Not sure if we have explicitly done this before. We should, if we haven't.
Description
Status | Subtype | Assigned | Task | ||
---|---|---|---|---|---|
Open | None | T90534 Make toolforge reliable enough (tracking) | |||
Open | None | T91068 Set up a schedule for doing failover exercises for toollabs | |||
Resolved | Andrew | T90542 Make sure that toollabs can function fully even with one virt* host fully down | |||
Resolved | valhallasw | T100554 Grid engine masters down | |||
Resolved | coren | T90546 Test and verify that OGE master/shadow failover works as expected |
Event Timeline
@coren tried it just now, didn't work. He's investigating.
If virt1003 goes down then master goes down as well, and things are bad.
It worked all long, so long as the failover is tested by making the master fail. If it's shutdown cleanly then the shadow masters (correctly) refuse to start a new one.
Failover failed during outage caused by T100554. tools-shadow just didn't start a master process at all, even with explicit start attempts (after the main master was killed in various ways)

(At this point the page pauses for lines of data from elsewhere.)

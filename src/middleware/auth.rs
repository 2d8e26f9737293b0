use axum::{
    extract::{Request, State},
    http::{header::AUTHORIZATION, HeaderMap},
    middleware::Next,
    response::Response,
};
use jsonwebtoken::{decode, DecodingKey, Validation};

use crate::app::AppState;
use crate::auth::{credential_version, Claims, ADMIN_ROLE};
use crate::error::ApiError;

/// Caller identity taken from a verified gateway token
#[derive(Clone, Debug)]
pub struct AuthUser {
    pub user_id: String,
    pub name: String,
    pub role: String,
    /// Digest of the presented token, see [`credential_version`]
    pub credential_version: String,
}

impl AuthUser {
    fn from_claims(claims: Claims, token: &str) -> Self {
        Self {
            user_id: claims.sub,
            name: claims.name,
            role: claims.role,
            credential_version: credential_version(token),
        }
    }

    pub fn is_admin(&self) -> bool {
        self.role == ADMIN_ROLE
    }

    pub fn require_admin(&self) -> Result<(), ApiError> {
        if self.is_admin() {
            Ok(())
        } else {
            Err(ApiError::forbidden("Administrator role required"))
        }
    }
}

/// Rejects requests without a valid bearer token and attaches [`AuthUser`] for handlers
pub async fn jwt_auth_middleware(
    State(state): State<AppState>,
    headers: HeaderMap,
    mut request: Request,
    next: Next,
) -> Result<Response, ApiError> {
    let token = bearer_token(&headers).map_err(ApiError::unauthorized)?;
    let claims = decode_claims(token, &state.config.security.jwt_secret).map_err(ApiError::unauthorized)?;

    let user = AuthUser::from_claims(claims, token);
    tracing::debug!(user = %user.user_id, role = %user.role, "authenticated");
    request.extensions_mut().insert(user);

    Ok(next.run(request).await)
}

fn bearer_token(headers: &HeaderMap) -> Result<&str, &'static str> {
    let value = headers.get(AUTHORIZATION).ok_or("Missing Authorization header")?;
    let value = value.to_str().map_err(|_| "Authorization header is not valid text")?;
    let token = value
        .strip_prefix("Bearer ")
        .ok_or("Authorization header must use the Bearer scheme")?
        .trim();
    if token.is_empty() {
        return Err("Empty bearer token");
    }
    Ok(token)
}

fn decode_claims(token: &str, secret: &str) -> Result<Claims, String> {
    if secret.is_empty() {
        return Err("Token signing is not configured".to_string());
    }
    decode::<Claims>(token, &DecodingKey::from_secret(secret.as_bytes()), &Validation::default())
        .map(|data| data.claims)
        .map_err(|e| format!("Invalid token: {}", e))
}
use crate::encoder::JsonRecordEncoder;
use crate::record::{EventId, ExceptionInfo, LogLevel, LogRecord};
use crate::sink::EncodedSink;
use crate::writer::VecWriter;
use chrono::Utc;
use std::error::Error;
use std::sync::{Arc, atomic::{AtomicU64, Ordering}};
use tokio::sync::mpsc;
use tokio::task::JoinHandle;
use tokio::time::{sleep, Duration};
use tracing::{Event, Level, Subscriber};
use tracing_subscriber::layer::{Context, Layer};
use tracing_subscriber::registry::LookupSpan;

/// `tracing_subscriber` layer that turns events into [`LogRecord`]s
/// and forwards them to a background task via a bounded channel. The
/// task owns exactly one [`JsonRecordEncoder`], encodes records in
/// batches and ships the bytes to an [`EncodedSink`], so encoding and
/// I/O never touch application threads.
pub struct JsonLogLayer {
    sender: mpsc::Sender<LogRecord>,
    max_level: Level,
    /// Total events seen by the layer (before filtering by level).
    pub total_events: Arc<AtomicU64>,
    /// Successfully enqueued into channel.
    pub enqueued_events: Arc<AtomicU64>,
    /// Dropped because the channel was full.
    pub dropped_events: Arc<AtomicU64>,
}

impl JsonLogLayer {
    /// Create a new layer and spawn the background task that encodes
    /// queued [`LogRecord`]s and sends the resulting payloads to the
    /// provided [`EncodedSink`].
    ///
    /// Minimal thresholds are enforced for `buffer`, `batch_size` and
    /// `flush_interval` to avoid degenerate configurations.
    pub fn new(
        sink: Arc<dyn EncodedSink>,
        encoder: JsonRecordEncoder,
        buffer: usize,
        batch_size: usize,
        flush_interval: Duration,
    ) -> (Self, JoinHandle<()>) {
        // Enforce minimal thresholds to avoid degenerate configs.
        let buffer = buffer.max(16);
        let batch_size = batch_size.max(1);
        let flush_interval = if flush_interval < Duration::from_millis(10) {
            Duration::from_millis(10)
        } else {
            flush_interval
        };

        let (tx, mut rx) = mpsc::channel::<LogRecord>(buffer);

        let total_events = Arc::new(AtomicU64::new(0));
        let enqueued_events = Arc::new(AtomicU64::new(0));
        let dropped_events = Arc::new(AtomicU64::new(0));

        let enqueued_events_bg = Arc::clone(&enqueued_events);

        let handle = tokio::spawn(async move {
            let mut encoder = encoder;
            let mut record_buf = VecWriter::new();
            let mut payload: Vec<u8> = Vec::new();
            let mut batch = Vec::with_capacity(batch_size);
            let backoff = Duration::from_millis(100);
            let max_backoff = Duration::from_secs(10);

            loop {
                tokio::select! {
                    Some(record) = rx.recv() => {
                        batch.push(record);
                        enqueued_events_bg.fetch_add(1, Ordering::Relaxed);
                        if batch.len() >= batch_size {
                            if let Err(e) = ship_batch(&*sink, &mut encoder, &mut record_buf, &mut payload, &mut batch, backoff, max_backoff).await {
                                eprintln!("error sending log batch: {}", e);
                            }
                        }
                    }
                    _ = sleep(flush_interval) => {
                        if !batch.is_empty() {
                            if let Err(e) = ship_batch(&*sink, &mut encoder, &mut record_buf, &mut payload, &mut batch, backoff, max_backoff).await {
                                eprintln!("error flushing log batch: {}", e);
                            }
                        }
                    }
                }
            }
        });

        (Self {
            sender: tx,
            max_level: Level::INFO,
            total_events,
            enqueued_events,
            dropped_events,
        }, handle)
    }

    /// Raise or lower the capture threshold. Events less severe than
    /// `level` are ignored by the layer.
    pub fn with_max_level(mut self, level: Level) -> Self {
        self.max_level = level;
        self
    }
}

/// Encodes the batch into one newline-delimited payload, then sends it
/// with unbounded retry and exponential backoff. Records that fail to
/// encode are dropped with a note; retrying cannot fix those.
async fn ship_batch(
    sink: &dyn EncodedSink,
    encoder: &mut JsonRecordEncoder,
    record_buf: &mut VecWriter,
    payload: &mut Vec<u8>,
    batch: &mut Vec<LogRecord>,
    mut backoff: Duration,
    max_backoff: Duration,
) -> Result<(), Box<dyn Error + Send + Sync>> {
    payload.clear();
    for record in batch.iter() {
        record_buf.clear();
        match encoder.encode(record, record_buf) {
            Ok(_) => {
                payload.extend_from_slice(record_buf.as_bytes());
                payload.push(b'\n');
            }
            // partial bytes stay in record_buf and are cleared next round
            Err(e) => eprintln!("dropping unencodable log record: {}", e),
        }
    }

    if payload.is_empty() {
        batch.clear();
        return Ok(());
    }

    loop {
        match sink.send(payload).await {
            Ok(()) => {
                batch.clear();
                return Ok(());
            }
            Err(e) => {
                eprintln!("log sink send failed ({}), retrying in {:?}", e, backoff);
                sleep(backoff).await;
                backoff = std::cmp::min(backoff * 2, max_backoff);
            }
        }
    }
}

fn map_level(level: &Level) -> LogLevel {
    if *level == Level::ERROR {
        LogLevel::Error
    } else if *level == Level::WARN {
        LogLevel::Warning
    } else if *level == Level::INFO {
        LogLevel::Information
    } else if *level == Level::DEBUG {
        LogLevel::Debug
    } else {
        LogLevel::Trace
    }
}

impl<S> Layer<S> for JsonLogLayer
where
    S: Subscriber + for<'span> LookupSpan<'span>,
{
    fn on_event(&self, event: &Event, _ctx: Context<'_, S>) {
        self.total_events.fetch_add(1, Ordering::Relaxed);
        if *event.metadata().level() > self.max_level {
            return;
        }

        let mut params = Vec::new();
        let mut message: Option<String> = None;
        let mut exception: Option<ExceptionInfo> = None;

        let mut visitor = FieldVisitor {
            params: &mut params,
            message: &mut message,
            exception: &mut exception,
        };
        event.record(&mut visitor);

        let meta = event.metadata();
        let record = LogRecord {
            timestamp: Utc::now(),
            level: map_level(meta.level()),
            category: meta.target().to_string(),
            event_id: EventId::default(),
            message: message.unwrap_or_default(),
            exception,
            scope: Vec::new(),
            params,
        };

        if let Err(_e) = self.sender.try_send(record) {
            self.dropped_events.fetch_add(1, Ordering::Relaxed);
            eprintln!("log channel full, dropping log record");
        }
    }
}

use tracing::field::{Field, Visit};

/// Collects event fields: the `message` field becomes the record
/// message, an error value becomes the exception chain, everything
/// else lands in the parameter pairs in visit order.
pub struct FieldVisitor<'a> {
    pub params: &'a mut Vec<(String, Option<serde_json::Value>)>,
    pub message: &'a mut Option<String>,
    pub exception: &'a mut Option<ExceptionInfo>,
}

impl<'a> Visit for FieldVisitor<'a> {
    fn record_str(&mut self, field: &Field, value: &str) {
        if field.name() == "message" {
            *self.message = Some(value.to_string());
        } else {
            self.params.push((field.name().to_string(), Some(serde_json::Value::String(value.to_string()))));
        }
    }

    fn record_i64(&mut self, field: &Field, value: i64) {
        self.params.push((field.name().to_string(), Some(serde_json::Value::from(value))));
    }

    fn record_u64(&mut self, field: &Field, value: u64) {
        self.params.push((field.name().to_string(), Some(serde_json::Value::from(value))));
    }

    fn record_f64(&mut self, field: &Field, value: f64) {
        self.params.push((field.name().to_string(), Some(serde_json::Value::from(value))));
    }

    fn record_bool(&mut self, field: &Field, value: bool) {
        self.params.push((field.name().to_string(), Some(serde_json::Value::from(value))));
    }

    fn record_error(&mut self, _field: &Field, value: &(dyn std::error::Error + 'static)) {
        *self.exception = Some(ExceptionInfo::from_error(value));
    }

    fn record_debug(&mut self, field: &Field, value: &dyn std::fmt::Debug) {
        if field.name() == "message" {
            *self.message = Some(format!("{:?}", value));
        } else {
            self.params.push((field.name().to_string(), Some(serde_json::Value::String(format!("{:?}", value)))));
        }
    }
}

This works properly (and tested) provided that what prevented the master from starting does not also apply to the shadow master - as was the case during that specific outage (overlong /etc/hosts causing the libnss to fail).
A point to note, however, is that while the start delay is configurable, its effective resolution is over a minute because the shadow master only checks the staleness of the heartbeat file every 60 seconds. This means that, effectively, switchover time is 90s + timeout.